Il castello dei conti Carroccio fu costruito nello XV secolo, in seguito alla famosa devastazione di parte del Palais provocata dallo straripamento del Gravio nell’anno 1473, sui resti di una precedente casaforte citata nei documenti più antichi, ma mai localizzata con precisione E’ stato chiamato “castello”, anche se di tali caratteristiche ha ben poco, perché il progetto iniziale concordato tra i diversi feudatari, consignori di Villar Focchiardo, sarà stato senz’altro di costruirlo con quell’intento. Ma poi le cose sono cambiate man mano che il feudalesimo stava modificandosi Si tratta di una massiccia costruzione a pianta rettangolare, destinata in origine a sede giurisdizionale del feudo, nonché a dimora temporanea del feudatario. Dal secolo XVIII l’edificio fu ulteriormente ingentilito, con la realizzazione di una facciata barocca e la sua funzione diventò esclusivamente quella di dimora temporanea legata alla presenza della famiglia nella stagione estiva. L’ultima famiglia ad avere giurisdizione e feudo in Villar Focchiardo furono i conti Carroccio che provenivano dal canavesano. Quando, però, le proprietà del feudo e del Castello furono investite unicamente ai Carroccio nel 1653, essi ne fecero una signorile dimora estiva.

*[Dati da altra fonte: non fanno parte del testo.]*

//! JSON-RPC dispatch of the administration service
//!
//! Decodes MCP messages, checks their shape against the typed schema, routes
//! them to the tool and resource handlers and writes one audit line per call.

use rust_mcp_sdk::schema::{
    CallToolRequest, Implementation, InitializeRequest, InitializeResult, JsonrpcMessage,
    JsonrpcRequest, ListResourcesRequest, ListResourcesResult, ListToolsRequest, ListToolsResult,
    PingRequest, ProtocolVersion, ReadResourceRequest, ServerCapabilities,
    ServerCapabilitiesResources, ServerCapabilitiesTools,
};
use serde_json::{json, Value};
use tracing::info;

use crate::domain::{
    resources::{build_resources_list, handle_resources_read},
    tools::{build_tools_list, handle_tools_call, required_role},
};
use crate::mcp::rpc::{
    app_error_to_json_rpc, is_json_rpc_error, json_rpc_error, json_rpc_result,
    request_id_to_value, INVALID_PARAMS, INVALID_REQUEST, METHOD_NOT_FOUND,
};
use crate::{auth::Role, errors::AppError, AppState};

pub const SUPPORTED_PROTOCOL_VERSION: &str = "2024-11-05";

/// Audit redaction applies to any key containing one of these.
const SENSITIVE_KEY_FRAGMENTS: [&str; 8] = [
    "token",
    "secret",
    "password",
    "credential",
    "authorization",
    "bearer",
    "api_key",
    "connection_string",
];

#[derive(Debug, Clone, PartialEq, Eq)]
pub enum RpcMethod {
    Initialize,
    Ping,
    ListTools,
    CallTool,
    ListResources,
    ReadResource,
    Unknown(String),
}

impl RpcMethod {
    pub fn parse(method: &str) -> Self {
        match method {
            "initialize" => Self::Initialize,
            "ping" => Self::Ping,
            "tools/list" => Self::ListTools,
            "tools/call" => Self::CallTool,
            "resources/list" => Self::ListResources,
            "resources/read" => Self::ReadResource,
            other => Self::Unknown(other.to_string()),
        }
    }

    pub fn as_str(&self) -> &str {
        match self {
            Self::Initialize => "initialize",
            Self::Ping => "ping",
            Self::ListTools => "tools/list",
            Self::CallTool => "tools/call",
            Self::ListResources => "resources/list",
            Self::ReadResource => "resources/read",
            Self::Unknown(method) => method,
        }
    }

    /// Checks a request against the typed schema of its method.
    fn accepts(&self, payload: Value) -> bool {
        match self {
            Self::Initialize => serde_json::from_value::<InitializeRequest>(payload).is_ok(),
            Self::Ping => serde_json::from_value::<PingRequest>(payload).is_ok(),
            Self::ListTools => serde_json::from_value::<ListToolsRequest>(payload).is_ok(),
            Self::CallTool => serde_json::from_value::<CallToolRequest>(payload).is_ok(),
            Self::ListResources => serde_json::from_value::<ListResourcesRequest>(payload).is_ok(),
            Self::ReadResource => serde_json::from_value::<ReadResourceRequest>(payload).is_ok(),
            Self::Unknown(_) => true,
        }
    }
}

pub async fn handle_json_rpc_value(state: &AppState, role: Role, payload: Value) -> Option<Value> {
    if !payload.is_object() {
        return Some(json_rpc_error(None, INVALID_REQUEST, "Invalid Request"));
    }

    let raw_id = payload.get("id").cloned();
    let message: JsonrpcMessage = match serde_json::from_value(payload) {
        Ok(message) => message,
        Err(_) => return Some(json_rpc_error(raw_id, INVALID_REQUEST, "Invalid Request")),
    };

    match message {
        JsonrpcMessage::Request(request) => {
            if let Err(error_response) = validate_request_shape(&request) {
                return Some(error_response);
            }
            let id = Some(request_id_to_value(request.id));
            if request.method.trim().is_empty() {
                return Some(json_rpc_error(id, INVALID_REQUEST, "Invalid Request"));
            }

            let params = request.params.map(Value::Object);
            Some(handle_json_rpc_request(state, role, id, request.method, params).await)
        }
        // Notifications such as `notifications/initialized` are accepted and never answered.
        JsonrpcMessage::Notification(notification) => {
            if !notification.method.trim().is_empty() {
                let params = notification.params.map(Value::Object);
                let _ = handle_json_rpc_request(state, role, None, notification.method, params).await;
            }
            None
        }
        JsonrpcMessage::ResultResponse(_) | JsonrpcMessage::ErrorResponse(_) => {
            Some(json_rpc_error(raw_id, INVALID_REQUEST, "Invalid Request"))
        }
    }
}

pub fn validate_request_shape(request: &JsonrpcRequest) -> Result<(), Value> {
    let method = RpcMethod::parse(&request.method);
    let payload = serde_json::to_value(request).expect("jsonrpc request serialization");

    if method.accepts(payload) {
        Ok(())
    } else {
        let id = Some(request_id_to_value(request.id.clone()));
        Err(json_rpc_error(id, INVALID_PARAMS, "Invalid params"))
    }
}

fn initialize_result(params: Option<&Value>) -> Result<Value, AppError> {
    let protocol_version = negotiate_protocol_version(params)?;
    let result = InitializeResult {
        server_info: Implementation {
            name: env!("CARGO_PKG_NAME").to_string(),
            version: env!("CARGO_PKG_VERSION").to_string(),
            title: Some("Cache Cluster Administration".to_string()),
            description: None,
            icons: vec![],
            website_url: None,
        },
        capabilities: ServerCapabilities {
            tools: Some(ServerCapabilitiesTools {
                list_changed: Some(false),
            }),
            resources: Some(ServerCapabilitiesResources {
                subscribe: Some(false),
                list_changed: Some(false),
            }),
            prompts: None,
            ..Default::default()
        },
        protocol_version: protocol_version.into(),
        instructions: Some(
            "Read-only tools need the Users token; cluster, cache and account changes need the Administrators token."
                .to_string(),
        ),
        meta: None,
    };

    Ok(serde_json::to_value(result).expect("initialize result serialization"))
}

pub async fn handle_json_rpc_request(
    state: &AppState,
    role: Role,
    id: Option<Value>,
    method: String,
    params: Option<Value>,
) -> Value {
    let method = RpcMethod::parse(&method);
    let audit_params = redact_audit_params(params.as_ref());
    let tool = match method {
        RpcMethod::CallTool => params
            .as_ref()
            .and_then(|params| params.get("name"))
            .and_then(Value::as_str)
            .map(str::to_string),
        _ => None,
    };

    let response = match &method {
        RpcMethod::Initialize => match initialize_result(params.as_ref()) {
            Ok(result) => json_rpc_result(id, result),
            Err(err) => app_error_to_json_rpc(id, err),
        },
        RpcMethod::Ping => json_rpc_result(id, json!({})),
        RpcMethod::ListTools => json_rpc_result(
            id,
            serde_json::to_value(ListToolsResult {
                meta: None,
                next_cursor: None,
                tools: build_tools_list(),
            })
            .expect("tools list result serialization"),
        ),
        RpcMethod::CallTool => handle_tools_call(state, role, id, params).await,
        RpcMethod::ListResources => json_rpc_result(
            id,
            serde_json::to_value(ListResourcesResult {
                meta: None,
                next_cursor: None,
                resources: build_resources_list(),
            })
            .expect("resources list result serialization"),
        ),
        RpcMethod::ReadResource => handle_resources_read(state, id, params).await,
        RpcMethod::Unknown(_) => json_rpc_error(id, METHOD_NOT_FOUND, "Method not found"),
    };

    let mutating = tool
        .as_deref()
        .and_then(required_role)
        .is_some_and(|required| required == Role::Administrators);
    info!(
        method = %method.as_str(),
        tool = tool.as_deref().unwrap_or("-"),
        mutating,
        role = ?role,
        params = %audit_params,
        outcome = if is_json_rpc_error(&response) { "failure" } else { "success" },
        "cluster administration call audited"
    );

    response
}

pub fn negotiate_protocol_version(params: Option<&Value>) -> Result<ProtocolVersion, AppError> {
    let offered = params
        .and_then(|params| params.get("protocolVersion"))
        .and_then(Value::as_str)
        .map(str::trim)
        .filter(|version| !version.is_empty())
        .ok_or_else(|| {
            AppError::bad_request(
                "invalid_protocol_version",
                "initialize params.protocolVersion is required",
            )
        })?;

    if offered == SUPPORTED_PROTOCOL_VERSION {
        Ok(ProtocolVersion::V2024_11_05)
    } else {
        Err(AppError::bad_request(
            "unsupported_protocol_version",
            format!("unsupported protocolVersion {offered}, expected {SUPPORTED_PROTOCOL_VERSION}"),
        ))
    }
}

pub fn redact_audit_params(params: Option<&Value>) -> Value {
    params.map(redact_audit_value).unwrap_or(Value::Null)
}

pub fn redact_audit_value(value: &Value) -> Value {
    match value {
        Value::Object(map) => Value::Object(
            map.iter()
                .map(|(key, item)| {
                    let item = if is_sensitive_key(key) {
                        Value::String("[REDACTED]".to_string())
                    } else {
                        redact_audit_value(item)
                    };
                    (key.clone(), item)
                })
                .collect(),
        ),
        Value::Array(items) => Value::Array(items.iter().map(redact_audit_value).collect()),
        _ => value.clone(),
    }
}

pub fn is_sensitive_key(key: &str) -> bool {
    let normalized = key.trim().to_ascii_lowercase().replace('-', "_");
    normalized == "apikey"
        || SENSITIVE_KEY_FRAGMENTS
            .iter()
            .any(|fragment| normalized.contains(fragment))
}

Venne abbellito e trasformato in villa signorile, e la facciata a mezzogiorno, ossia verso la montagna, artisticamente sistemata in stile barocco. L’interno fu adeguatamente adattato, specialmente il salone al piano terreno, con artistiche vetrate, pavimenti in mosaico, stucchi e decorazioni ai soffitti ed alle pareti. Il parco-giardino era sistemato a sud-est dell’edificio, il terrapieno era sostenuto da alti muraglioni coperti con grossi lastroni di pietra scalpellinata, in parte tutt’ora esistente, ove ci sono attualmente degli orti e degli edifici privati.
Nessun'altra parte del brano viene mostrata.